The lengthiest one underway now is our first batch of wine. We had buckets and buckets of pears that aren't worthy of eating. So what's the next best thing to eating? Drinking. Yep. Winemaking has been around for oh, about 9,000 years. So....free fruit and time equals a great opportunity to make booze.
Everyone says oh, it's cheap to make wine. When was the last time you bought a carboy? They ain't cheap. Neither is shipping. We DID get a great kit with minimal shipping and now that we have a batch brewing, er fermenting, whatever, we need another carboy or two for our muscadine wine coming up next. There's a wine supply store in Mobile, so I'm hoping hubby can stop there this week and pick up a carboy or two for under $60. BUT once you have all of the equipment, it IS cheap.
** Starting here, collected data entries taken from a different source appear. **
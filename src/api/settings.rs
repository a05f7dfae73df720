use serde::{Deserialize, Serialize};

use crate::api::{ChartKind, ChartSpec};
use crate::chart::{DEFAULT_LABEL_COLOR, DEFAULT_VALUE_COLOR};
use crate::core::{AxisRange, ColorCondition, ValueFormat};
use crate::input::InputFormat;

const FALLBACK_TOP: f64 = 90.0;
const FALLBACK_BOTTOM: f64 = 30.0;
const FALLBACK_LEFT: f64 = 10.0;
const FALLBACK_RIGHT: f64 = 90.0;
const DEFAULT_TEXT_SIZE: f64 = 1.5;
const DEFAULT_LINE_SPACING: f64 = 2.4;
const DEFAULT_DATA_COLOR: &str = "lightsteelblue";
const DEFAULT_BACKGROUND_COLOR: &str = "white";

fn default_x_label_interval() -> usize {
    1
}

fn default_text_size() -> f64 {
    DEFAULT_TEXT_SIZE
}

fn default_line_spacing() -> f64 {
    DEFAULT_LINE_SPACING
}

fn default_data_color() -> String {
    DEFAULT_DATA_COLOR.to_owned()
}

fn default_label_color() -> String {
    DEFAULT_LABEL_COLOR.to_owned()
}

fn default_value_color() -> String {
    DEFAULT_VALUE_COLOR.to_owned()
}

fn default_background_color() -> String {
    DEFAULT_BACKGROUND_COLOR.to_owned()
}

fn positive_or(value: f64, fallback: f64) -> f64 {
    if value > 0.0 { value } else { fallback }
}

/// Everything needed to turn a data source into one chart.
///
/// Serializable so a whole chart setup can live in a JSON settings file;
/// fields missing from the file take the same defaults as
/// [`ChartSettings::for_kind`].
#[derive(Debug, Clone, PartialEq, Serialize, Deserialize)]
pub struct ChartSettings {
    #[serde(default)]
    pub spec: ChartSpec,
    pub top: f64,
    pub bottom: f64,
    pub left: f64,
    pub right: f64,
    #[serde(default = "default_text_size")]
    pub text_size: f64,
    #[serde(default = "default_line_spacing")]
    pub line_spacing: f64,
    #[serde(default = "default_data_color")]
    pub data_color: String,
    #[serde(default = "default_label_color")]
    pub label_color: String,
    #[serde(default = "default_value_color")]
    pub value_color: String,
    #[serde(default = "default_background_color")]
    pub background_color: String,
    #[serde(default)]
    pub condition: Option<ColorCondition>,
    #[serde(default)]
    pub format: ValueFormat,
    /// Explicit y axis; `None` derives one from the data.
    #[serde(default)]
    pub axis_range: Option<AxisRange>,
    /// 0 disables x axis labels.
    #[serde(default = "default_x_label_interval")]
    pub x_label_interval: usize,
    #[serde(default)]
    pub x_label_rotation: f64,
    #[serde(default)]
    pub input: InputFormat,
}

impl ChartSettings {
    /// Settings for a named chart kind. Non-positive box edges fall back to
    /// top 90, bottom 30, left 10, right 90.
    #[must_use]
    pub fn for_kind(kind: ChartKind, top: f64, bottom: f64, left: f64, right: f64) -> Self {
        Self {
            spec: ChartSpec::for_kind(kind),
            top: positive_or(top, FALLBACK_TOP),
            bottom: positive_or(bottom, FALLBACK_BOTTOM),
            left: positive_or(left, FALLBACK_LEFT),
            right: positive_or(right, FALLBACK_RIGHT),
            text_size: DEFAULT_TEXT_SIZE,
            line_spacing: DEFAULT_LINE_SPACING,
            data_color: default_data_color(),
            label_color: default_label_color(),
            value_color: default_value_color(),
            background_color: default_background_color(),
            condition: None,
            format: ValueFormat::default(),
            axis_range: None,
            x_label_interval: default_x_label_interval(),
            x_label_rotation: 0.0,
            input: InputFormat::default(),
        }
    }

    #[must_use]
    pub fn with_spec(mut self, spec: ChartSpec) -> Self {
        self.spec = spec;
        self
    }

    #[must_use]
    pub fn with_box(mut self, top: f64, bottom: f64, left: f64, right: f64) -> Self {
        self.top = top;
        self.bottom = bottom;
        self.left = left;
        self.right = right;
        self
    }

    #[must_use]
    pub fn with_colors(
        mut self,
        data_color: impl Into<String>,
        label_color: impl Into<String>,
        value_color: impl Into<String>,
    ) -> Self {
        self.data_color = data_color.into();
        self.label_color = label_color.into();
        self.value_color = value_color.into();
        self
    }

    #[must_use]
    pub fn with_condition(mut self, condition: Option<ColorCondition>) -> Self {
        self.condition = condition;
        self
    }

    #[must_use]
    pub fn with_format(mut self, format: ValueFormat) -> Self {
        self.format = format;
        self
    }

    #[must_use]
    pub fn with_axis_range(mut self, range: AxisRange) -> Self {
        self.axis_range = Some(range);
        self
    }

    #[must_use]
    pub fn with_x_labels(mut self, interval: usize, rotation_deg: f64) -> Self {
        self.x_label_interval = interval;
        self.x_label_rotation = rotation_deg;
        self
    }

    #[must_use]
    pub fn with_text_size(mut self, text_size: f64) -> Self {
        self.text_size = text_size;
        self
    }

    #[must_use]
    pub fn with_line_spacing(mut self, line_spacing: f64) -> Self {
        self.line_spacing = line_spacing;
        self
    }

    #[must_use]
    pub fn with_input(mut self, input: InputFormat) -> Self {
        self.input = input;
        self
    }
}
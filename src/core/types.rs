use serde::{Deserialize, Serialize};

/// One observation in a chart's data series.
///
/// Ordering of records is significant: the index drives x placement in every
/// sequential chart.
#[derive(Debug, Clone, PartialEq, Serialize, Deserialize)]
pub struct Record {
    pub label: String,
    pub value: f64,
    #[serde(default)]
    pub note: String,
}

impl Record {
    #[must_use]
    pub fn new(label: impl Into<String>, value: f64) -> Self {
        Self {
            label: label.into(),
            value,
            note: String::new(),
        }
    }

    #[must_use]
    pub fn with_note(mut self, note: impl Into<String>) -> Self {
        self.note = note.into();
        self
    }
}

/// Returns `(min, max)` over record values.
///
/// Empty input yields `(f64::MAX, f64::MIN)`, the same sentinels the readers
/// start from before seeing any row.
#[must_use]
pub fn value_bounds(records: &[Record]) -> (f64, f64) {
    records
        .iter()
        .fold((f64::MAX, f64::MIN), |(min, max), record| {
            (min.min(record.value), max.max(record.value))
        })
}
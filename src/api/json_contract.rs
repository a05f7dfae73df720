use serde::{Deserialize, Serialize};

use crate::api::ChartSettings;
use crate::error::{ChartError, ChartResult};
use crate::render::RenderFrame;

pub const RENDER_FRAME_JSON_SCHEMA_V1: u32 = 1;
pub const CHART_SETTINGS_JSON_SCHEMA_V1: u32 = 1;

#[derive(Debug, Clone, PartialEq, Serialize, Deserialize)]
pub struct RenderFrameJsonContractV1 {
    pub schema_version: u32,
    pub frame: RenderFrame,
}

#[derive(Debug, Clone, PartialEq, Serialize, Deserialize)]
pub struct ChartSettingsJsonContractV1 {
    pub schema_version: u32,
    pub settings: ChartSettings,
}

fn check_schema(kind: &str, version: u32, expected: u32) -> ChartResult<()> {
    if version != expected {
        return Err(ChartError::InvalidData(format!(
            "unsupported {kind} schema version: {version}"
        )));
    }
    Ok(())
}

impl RenderFrame {
    pub fn to_json_contract_v1_pretty(&self) -> ChartResult<String> {
        let payload = RenderFrameJsonContractV1 {
            schema_version: RENDER_FRAME_JSON_SCHEMA_V1,
            frame: self.clone(),
        };
        Ok(serde_json::to_string_pretty(&payload)?)
    }

    /// Accepts either a bare frame or a versioned contract payload.
    pub fn from_json_compat_str(input: &str) -> ChartResult<Self> {
        if let Ok(frame) = serde_json::from_str::<RenderFrame>(input) {
            return Ok(frame);
        }
        let payload: RenderFrameJsonContractV1 = serde_json::from_str(input)?;
        check_schema("render frame", payload.schema_version, RENDER_FRAME_JSON_SCHEMA_V1)?;
        Ok(payload.frame)
    }
}

impl ChartSettings {
    pub fn to_json_contract_v1_pretty(&self) -> ChartResult<String> {
        let payload = ChartSettingsJsonContractV1 {
            schema_version: CHART_SETTINGS_JSON_SCHEMA_V1,
            settings: self.clone(),
        };
        Ok(serde_json::to_string_pretty(&payload)?)
    }

    /// Accepts either bare settings or a versioned contract payload.
    pub fn from_json_compat_str(input: &str) -> ChartResult<Self> {
        if let Ok(settings) = serde_json::from_str::<ChartSettings>(input) {
            return Ok(settings);
        }
        let payload: ChartSettingsJsonContractV1 = serde_json::from_str(input)?;
        check_schema(
            "chart settings",
            payload.schema_version,
            CHART_SETTINGS_JSON_SCHEMA_V1,
        )?;
        Ok(payload.settings)
    }
}
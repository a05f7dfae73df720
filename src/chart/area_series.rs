use crate::chart::Chart;
use crate::render::DrawSurface;

impl Chart {
    /// Area chart as one filled polygon.
    ///
    /// The outline runs `(left, bottom)`, every mapped point, `(right, bottom)`,
    /// so the shape is closed against the baseline whatever the first and last
    /// values are.
    pub fn area<S: DrawSurface + ?Sized>(&self, surface: &mut S) {
        self.warn_if_degenerate_series("area");
        let n = self.records.len();
        let mut xs = Vec::with_capacity(n + 2);
        let mut ys = Vec::with_capacity(n + 2);

        xs.push(self.left);
        ys.push(self.bottom);
        for (i, record) in self.records.iter().enumerate() {
            xs.push(self.x_for_index(i));
            ys.push(self.y_for_value(record.value));
        }
        xs.push(self.right);
        ys.push(self.bottom);

        surface.polygon(&xs, &ys, &self.data_color, self.opacity);
    }
}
The ingredients consists of fruit/grapes, yeast, and sugar.
We got a kit big enough to make 6 gallons, which is 30 bottles of wine. That's great. The bad news? It takes a year to make wine. Dang! We better get started ASAP.
Making wine really doesn't seem to be that complicated, just technical. There's a lot of new lingo to learn: must, racking, specific gravity, carboy, bunghole (haha), and so on. I did some reading and some researching to find out exactly how to do it. Turns out there are lots of methods and varying recipes. I found 4 good pear wine, aka perry, recipes. I blended them to create my own. I hope it works. I hope we don't wait a year to find out it didn't!!!
Instead of waiting a year to blog about our wine, I'll just keep ya posted as we go. Also, this is sort of my online diary, so when I forget what I did when, I can always look it up here. Now do you feel weird reading my diary? Should I write about my feelings too? =)
I thought 6 pounds of sugar would be enough...after adding this big pile I checked the specific gravity and added about 5 more pounds! I can't believe there is 11 pounds of sugar in this batch.
This is our 6+ gallon bucket with the cut up pears.
I think this is about 25 pounds of pears.
Add boiling water and let soak for 72 hours.
These are some of the ingredients we used. We can label our wine as "made with organic pears" but we can't call it organic wine. From what I understand, it is quite a difficult undertaking to make organic wine because of the added sulfites.
After 72 hours the directions said to pour off the liquid and squeeze out the fruit. Well that seemed like a lot of work and then we wouldn't be left with much actual pear. So I had this bright idea to puree the pears and then squeeze them.
Um, yeah...this was going to be a long process.
Then I had a better idea! Juice the pears!
There we go, now we have pear juice and no hand squeezing necessary. I did have to sterilize all of the juicing equipment first.
What's that fist shaped indention in the pulp you ask? Uh, did I mention I was drinking wine while making wine? I like to punch weird things, like fruit pulp and packages of toilet paper in the grocery store.
Now, I'm stirring the must twice a day for 7 days.